Try it — Scan the data for "Debug" and copy each matching line.

Records for this task —
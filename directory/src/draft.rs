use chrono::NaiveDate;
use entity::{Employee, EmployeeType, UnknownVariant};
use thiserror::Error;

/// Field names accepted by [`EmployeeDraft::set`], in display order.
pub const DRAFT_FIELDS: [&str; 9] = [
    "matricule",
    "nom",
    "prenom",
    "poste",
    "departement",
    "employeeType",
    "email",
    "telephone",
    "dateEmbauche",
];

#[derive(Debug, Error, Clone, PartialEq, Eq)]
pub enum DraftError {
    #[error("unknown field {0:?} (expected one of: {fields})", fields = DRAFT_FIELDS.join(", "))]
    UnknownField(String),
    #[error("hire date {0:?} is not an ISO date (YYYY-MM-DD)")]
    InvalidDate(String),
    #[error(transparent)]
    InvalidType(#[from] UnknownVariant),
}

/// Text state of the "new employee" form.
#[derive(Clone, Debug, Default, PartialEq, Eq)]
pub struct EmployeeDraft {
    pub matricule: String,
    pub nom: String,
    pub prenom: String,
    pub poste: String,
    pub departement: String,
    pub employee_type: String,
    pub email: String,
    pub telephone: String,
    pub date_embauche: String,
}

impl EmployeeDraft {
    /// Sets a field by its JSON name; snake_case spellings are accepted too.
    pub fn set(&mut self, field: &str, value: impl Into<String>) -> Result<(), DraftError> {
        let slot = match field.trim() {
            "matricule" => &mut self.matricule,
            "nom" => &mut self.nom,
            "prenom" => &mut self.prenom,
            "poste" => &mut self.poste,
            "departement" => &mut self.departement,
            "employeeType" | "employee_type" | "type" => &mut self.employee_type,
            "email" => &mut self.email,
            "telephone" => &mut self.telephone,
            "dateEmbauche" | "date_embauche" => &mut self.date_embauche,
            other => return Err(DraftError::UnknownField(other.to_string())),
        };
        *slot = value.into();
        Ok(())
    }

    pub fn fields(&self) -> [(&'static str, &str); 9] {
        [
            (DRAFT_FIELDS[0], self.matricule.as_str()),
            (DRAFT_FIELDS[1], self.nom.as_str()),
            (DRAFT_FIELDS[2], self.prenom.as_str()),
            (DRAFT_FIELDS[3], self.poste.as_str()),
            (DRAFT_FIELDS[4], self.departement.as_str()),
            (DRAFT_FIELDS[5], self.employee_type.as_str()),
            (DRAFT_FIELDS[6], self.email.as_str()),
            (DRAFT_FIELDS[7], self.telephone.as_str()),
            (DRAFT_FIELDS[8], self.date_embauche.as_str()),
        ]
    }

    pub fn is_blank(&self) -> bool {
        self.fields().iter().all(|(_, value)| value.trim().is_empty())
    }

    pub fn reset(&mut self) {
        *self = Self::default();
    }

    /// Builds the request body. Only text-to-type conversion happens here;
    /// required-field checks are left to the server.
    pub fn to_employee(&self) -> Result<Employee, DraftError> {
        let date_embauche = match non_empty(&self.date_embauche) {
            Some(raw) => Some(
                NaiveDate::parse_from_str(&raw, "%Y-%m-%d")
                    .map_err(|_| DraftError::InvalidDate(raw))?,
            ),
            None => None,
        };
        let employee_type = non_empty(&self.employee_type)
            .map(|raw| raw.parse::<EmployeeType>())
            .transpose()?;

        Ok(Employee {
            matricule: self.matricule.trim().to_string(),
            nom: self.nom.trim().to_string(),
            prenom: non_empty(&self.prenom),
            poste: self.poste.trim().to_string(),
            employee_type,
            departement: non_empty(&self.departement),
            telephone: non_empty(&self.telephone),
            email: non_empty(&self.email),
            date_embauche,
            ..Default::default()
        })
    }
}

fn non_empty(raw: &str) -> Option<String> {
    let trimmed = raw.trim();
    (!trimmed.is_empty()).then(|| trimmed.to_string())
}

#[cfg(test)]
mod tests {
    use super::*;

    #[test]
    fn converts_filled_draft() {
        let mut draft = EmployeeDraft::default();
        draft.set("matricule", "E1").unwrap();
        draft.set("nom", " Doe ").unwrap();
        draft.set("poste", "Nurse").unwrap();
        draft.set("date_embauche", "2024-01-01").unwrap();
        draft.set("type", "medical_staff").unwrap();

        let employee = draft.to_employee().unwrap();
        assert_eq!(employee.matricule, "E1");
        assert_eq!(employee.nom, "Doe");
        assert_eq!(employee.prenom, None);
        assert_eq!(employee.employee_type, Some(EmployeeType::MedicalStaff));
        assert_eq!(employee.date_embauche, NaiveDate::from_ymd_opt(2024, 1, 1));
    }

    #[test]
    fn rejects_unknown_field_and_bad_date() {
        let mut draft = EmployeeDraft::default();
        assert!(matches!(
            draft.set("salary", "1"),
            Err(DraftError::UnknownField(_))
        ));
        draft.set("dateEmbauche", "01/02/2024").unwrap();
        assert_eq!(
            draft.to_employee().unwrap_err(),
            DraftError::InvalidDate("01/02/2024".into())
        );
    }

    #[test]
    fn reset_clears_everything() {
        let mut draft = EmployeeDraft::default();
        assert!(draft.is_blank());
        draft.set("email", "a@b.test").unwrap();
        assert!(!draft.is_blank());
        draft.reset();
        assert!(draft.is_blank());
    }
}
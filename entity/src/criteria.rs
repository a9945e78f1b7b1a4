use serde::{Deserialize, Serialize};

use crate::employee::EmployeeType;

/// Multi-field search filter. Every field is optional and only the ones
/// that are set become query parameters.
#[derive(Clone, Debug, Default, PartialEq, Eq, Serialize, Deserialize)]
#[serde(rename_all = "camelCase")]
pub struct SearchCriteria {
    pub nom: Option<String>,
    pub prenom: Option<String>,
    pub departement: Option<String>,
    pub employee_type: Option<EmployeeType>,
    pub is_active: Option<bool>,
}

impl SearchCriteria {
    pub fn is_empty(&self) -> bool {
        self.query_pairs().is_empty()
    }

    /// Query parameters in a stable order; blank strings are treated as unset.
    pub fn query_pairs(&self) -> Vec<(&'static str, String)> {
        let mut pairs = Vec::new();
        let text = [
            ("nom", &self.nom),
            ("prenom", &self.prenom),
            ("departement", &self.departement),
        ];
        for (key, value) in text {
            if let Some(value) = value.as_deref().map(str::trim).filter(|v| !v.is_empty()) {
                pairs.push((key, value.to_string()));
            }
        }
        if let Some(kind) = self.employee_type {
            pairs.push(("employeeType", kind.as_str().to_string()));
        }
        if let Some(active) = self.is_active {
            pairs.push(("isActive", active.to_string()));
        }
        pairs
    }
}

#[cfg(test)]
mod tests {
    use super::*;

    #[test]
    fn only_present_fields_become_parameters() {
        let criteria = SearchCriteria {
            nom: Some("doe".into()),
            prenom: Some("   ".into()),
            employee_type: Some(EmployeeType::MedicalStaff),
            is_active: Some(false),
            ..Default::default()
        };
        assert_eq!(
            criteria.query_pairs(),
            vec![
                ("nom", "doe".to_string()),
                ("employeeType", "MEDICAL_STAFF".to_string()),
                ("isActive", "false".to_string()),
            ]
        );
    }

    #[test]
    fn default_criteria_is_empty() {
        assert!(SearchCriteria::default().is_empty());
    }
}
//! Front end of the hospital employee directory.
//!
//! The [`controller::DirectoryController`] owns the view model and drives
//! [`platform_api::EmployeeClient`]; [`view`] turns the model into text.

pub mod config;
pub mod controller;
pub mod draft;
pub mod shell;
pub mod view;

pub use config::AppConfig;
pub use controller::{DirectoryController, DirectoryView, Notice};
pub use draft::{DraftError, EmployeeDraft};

Response to the exercise —
#[derive(Debug, Error, Clone, PartialEq, Eq)]
#[derive(Clone, Debug, Default, PartialEq, Eq)]
#[derive(Clone, Debug, Default, PartialEq, Eq, Serialize, Deserialize)]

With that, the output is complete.